[3033] in linux-scsi channel archive
Re: RAID & unhappy scsi driver
daemon@ATHENA.MIT.EDU (linas@linas.org)
Mon Jan 5 15:22:49 1998
To: dledford@dialnet.net (Doug Ledford)
Date: Mon, 5 Jan 1998 15:32:44 -0600 (CST)
Cc: linas@fc.net, linux-eata@trudi.zdv.Uni-Mainz.DE,
linux-scsi@vger.rutgers.edu, linux-raid@vger.rutgers.edu
In-Reply-To: <XFMail.980105033619.dledford@dialnet.net> from "Doug Ledford" at Jan 5, 98 03:16:30 am
From: linas@linas.org
It's been rumoured that Doug Ledford said:
> >I was unable to reboot until I went into bios and disabled the disk.
>
> This is definitely a sign of something to do with the disk and not the
> driver or controller.
Well, the disk *did* make that distinctive scsi kerplunk noise. I last
heard this noise on failed 12 inch multi-platter 200MB drive a decade ago.
I was surprised that the sound was the same!
> The only RAID solutions intended to address issues such as this are RAID 1
> and 5. What RAID are you running?
Both.
> It's very likely that the controller and driver were fine. More likely is
> that the particular error mode the Seagate drive went into resulted in
> complete SCSI bus wedges. Keep in mind that the SCSI bus has a shared BUSY
> signal pin. Any device can make that pin active. If it makes that pin
> active and never releases it, then nothing, and I mean *nothing*, will take
> place on that bus until the drive is removed.
The "busy" LED on the drive was full-on when I found it. Assuming the LED is
wired to the busy pin, that would match your explanation.

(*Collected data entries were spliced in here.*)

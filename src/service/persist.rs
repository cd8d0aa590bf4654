//! Saving and restoring debugger state.
//!
//! A [`DebuggerState`] is the cell texts plus the breakpoints keyed by
//! source id. Restoring dumps every cell on the attached kernel and re-homes
//! each breakpoint key onto that kernel's current prefix and suffix, so a
//! state saved against one kernel instance can be replayed on another.

use std::path::Path;

use chrono::{DateTime, Utc};
use serde::{Deserialize, Serialize};

use super::breakpoints::BreakpointMap;
use super::{engine_of, DebuggerService};
use crate::error::{DebuggerError, Result};
use crate::protocol::ConfigurationDoneArguments;
use crate::sources::SourceQuery;

#[derive(Debug, Clone, Default, PartialEq, Serialize, Deserialize)]
pub struct DebuggerState {
    pub cells: Vec<String>,
    pub breakpoints: BreakpointMap,
}

/// On-disk envelope for a [`DebuggerState`].
#[derive(Debug, Clone, PartialEq, Serialize, Deserialize)]
#[serde(rename_all = "camelCase")]
pub struct DebuggerStateFile {
    pub saved_at: DateTime<Utc>,
    pub engine: String,
    pub state: DebuggerState,
}

impl DebuggerStateFile {
    pub fn new(engine: impl Into<String>, state: DebuggerState) -> Self {
        Self {
            saved_at: Utc::now(),
            engine: engine.into(),
            state,
        }
    }

    /// Write as pretty JSON through a temp file and rename.
    pub async fn save(&self, path: &Path) -> Result<()> {
        if let Some(parent) = path.parent() {
            if !parent.as_os_str().is_empty() {
                tokio::fs::create_dir_all(parent).await?;
            }
        }

        let json = serde_json::to_vec_pretty(self)?;
        let temp_path = path.with_extension("json.tmp");
        tokio::fs::write(&temp_path, &json).await?;
        tokio::fs::rename(&temp_path, path).await?;

        tracing::debug!("[service] Saved debugger state to {}", path.display());
        Ok(())
    }

    pub async fn load(path: &Path) -> Result<Self> {
        let contents = tokio::fs::read(path).await?;
        Ok(serde_json::from_slice(&contents)?)
    }
}

impl DebuggerService {
    /// Snapshot of the cells carrying breakpoints and the breakpoints
    /// themselves.
    ///
    /// Cell text comes from the editors showing each source, falling back to
    /// the last dumped text.
    pub fn get_debugger_state(&self) -> DebuggerState {
        let breakpoints = self.model.read().breakpoints().clone();
        let info = self.session().and_then(|session| session.connection_info());
        let engine = info
            .as_ref()
            .map(|info| info.kernel_name.clone())
            .unwrap_or_default();
        let path = info.map(|info| info.path).unwrap_or_default();

        let mut cells: Vec<String> = Vec::new();
        for source_id in breakpoints.keys() {
            let mut found: Vec<String> = match &self.sources {
                Some(sources) => sources
                    .find(&SourceQuery {
                        engine: engine.clone(),
                        path: path.clone(),
                        content_id: source_id.clone(),
                        focus: false,
                    })
                    .into_iter()
                    .map(|editor| editor.source)
                    .collect(),
                None => Vec::new(),
            };
            if found.is_empty() {
                found.extend(self.code_for_source(source_id, &engine));
            }

            for code in found {
                if !cells.contains(&code) {
                    cells.push(code);
                }
            }
        }

        DebuggerState { cells, breakpoints }
    }

    /// Replay a saved state on the attached kernel. Returns whether the
    /// kernel accepted the final `configurationDone`.
    pub async fn restore_debugger_state(&self, state: &DebuggerState) -> Result<bool> {
        let session = self.active_session()?;
        let engine = engine_of(&session)?;

        if !session.is_started() {
            self.start().await?;
        }
        if self.identity.read().file_params(&engine).is_none() {
            self.restore_state(false).await?;
        }

        for cell in &state.cells {
            self.dump_cell(cell).await?;
        }

        let mut rehomed = BreakpointMap::new();
        for (source_id, list) in &state.breakpoints {
            let rewritten = self.identity.read().rewrite_id(source_id, &engine)?;
            let target = match rewritten {
                Some(id) => id,
                None => {
                    tracing::warn!(
                        "[service] No hash segment in {}, keeping the key as is",
                        source_id
                    );
                    source_id.clone()
                }
            };
            rehomed.insert(target, list.clone());
        }

        let verified = self.push_breakpoints(&rehomed).await?;
        self.model.write().restore_breakpoints(verified);

        let configured = self.call(&ConfigurationDoneArguments {}).await?.is_some();
        self.restore_state(false).await?;
        Ok(configured)
    }

    /// Save the current state for the attached engine to `path`.
    pub async fn save_debugger_state(&self, path: &Path) -> Result<DebuggerStateFile> {
        let session = self.active_session()?;
        let engine = engine_of(&session)?;
        let file = DebuggerStateFile::new(engine, self.get_debugger_state());
        file.save(path).await?;
        Ok(file)
    }

    /// Load a state file and replay it on the attached kernel.
    pub async fn load_debugger_state(&self, path: &Path) -> Result<bool> {
        let file = DebuggerStateFile::load(path).await?;
        let engine = self
            .session()
            .and_then(|session| session.connection_info())
            .map(|info| info.kernel_name)
            .ok_or(DebuggerError::NoActiveConnection)?;
        if file.engine != engine {
            tracing::info!(
                "[service] Restoring state saved for {} on {}",
                file.engine,
                engine
            );
        }
        self.restore_debugger_state(&file.state).await
    }
}

#[cfg(test)]
mod tests {
    use super::*;
    use crate::protocol::Breakpoint;
    use tempfile::TempDir;

    #[tokio::test]
    async fn test_state_file_save_and_load() {
        let dir = TempDir::new().unwrap();
        let path = dir.path().join("nested").join("state.json");

        let mut breakpoints = BreakpointMap::new();
        breakpoints.insert(
            "/tmp/ipykernel_1/1626409200.py".to_string(),
            vec![Breakpoint::pending(1)],
        );
        let file = DebuggerStateFile::new(
            "python3",
            DebuggerState {
                cells: vec!["print(1)".to_string()],
                breakpoints,
            },
        );

        file.save(&path).await.unwrap();
        assert!(!path.with_extension("json.tmp").exists());

        let loaded = DebuggerStateFile::load(&path).await.unwrap();
        assert_eq!(loaded, file);
    }

    #[tokio::test]
    async fn test_load_missing_file_is_io_error() {
        let dir = TempDir::new().unwrap();
        let err = DebuggerStateFile::load(&dir.path().join("absent.json"))
            .await
            .unwrap_err();
        assert!(matches!(err, DebuggerError::Io(_)));
    }

    #[tokio::test]
    async fn test_state_file_field_names() {
        let file = DebuggerStateFile::new("python3", DebuggerState::default());
        let value = serde_json::to_value(&file).unwrap();
        assert!(value.get("savedAt").is_some());
        assert_eq!(value["engine"], serde_json::json!("python3"));
        assert_eq!(value["state"]["cells"], serde_json::json!([]));
    }
}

Although I did not watch carefully, the hangs did seem associated with
the light going on & staying on.
> Now, it very well may be a
> case of something like the drive will negotiate just fine and respond to the
> normal inquiry commands at bootup, but the first time you try to use it (or
> the first time you access a particular media location) the drive could end
> up going to Kansas.
Yep, that seemd to be the symptom.
> but, the simple fact of life is, with this type of failure, if the SCSI
> subsystem doesn't quit sending commands to that drive sometime, then it's
> going to make the machine unuseable forever.

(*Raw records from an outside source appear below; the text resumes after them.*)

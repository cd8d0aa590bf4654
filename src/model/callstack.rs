use crate::protocol::StackFrame;

#[derive(Debug, Clone, Default)]
pub struct CallstackModel {
    frames: Vec<StackFrame>,
    current_frame: Option<StackFrame>,
}

impl CallstackModel {
    pub fn frames(&self) -> &[StackFrame] {
        &self.frames
    }

    pub fn current_frame(&self) -> Option<&StackFrame> {
        self.current_frame.as_ref()
    }

    pub fn frame(&self, frame_id: i64) -> Option<&StackFrame> {
        self.frames.iter().find(|frame| frame.id == frame_id)
    }

    /// Replace the frames; the top frame becomes current.
    pub(super) fn set_frames(&mut self, frames: Vec<StackFrame>) {
        self.current_frame = frames.first().cloned();
        self.frames = frames;
    }

    pub(super) fn select(&mut self, frame_id: i64) -> bool {
        match self.frame(frame_id).cloned() {
            Some(frame) => {
                self.current_frame = Some(frame);
                true
            }
            None => false,
        }
    }

    pub(super) fn clear(&mut self) {
        self.frames.clear();
        self.current_frame = None;
    }
}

Don't know is interrupts are blocked during reset, but it would be nice
to continue multi-tasking as much as possible in the interim. This was
not the case for me, since, presumably the bus was locked, and some critical
part of the OS had been paged out.
This may be a case for maintaining a permanent initrd for mission-critical
servers. Details elude me, but at least a kernel & some network utils
should be kept there.
> At some point, the RAID code
> would have to take the target drive off line. What's worse, if the bus
> reset didn't shake the flaky drive loose so that at least the other drives
> could work again, then it could render every drive on that bus dead.
... initrd ...
> Additionally, even if the drive does shake loose on a reset, the code
> snippet above could result in all drives going dead if every time the mid
> level SCSI code sends commands back to us to be re-tried it always sends
> commands for the flaky drive first and other drives later. In that case, we
> would send our first command to the flaky drive, it would re-wedge the SCSI
> bus, and because it was the first command sent, the other drives would never
> have a chance to complete a command and reset their own DEVICE_SUCCESS
> flags, which means there would be no way to differentiate between the flaky
> drive and the others on the SCSI bus and they would *all* get marked as bad.
I'm wondering if it may be possible to keep a history of drive access patterns
shortly after a bus reset. Through automatic analysis of the failures and
lessons learned through subsequent failures & resets, it might be possible
to locate the misbehaving drive. I don't know enough about the susystem
to understand how practical this would be; I have written automatic error-recovery
code several times, and in each case, it snowballed into a highly intertwined
mess that always seemd to have some bug that got triggered less and less often
with each patch.
--linas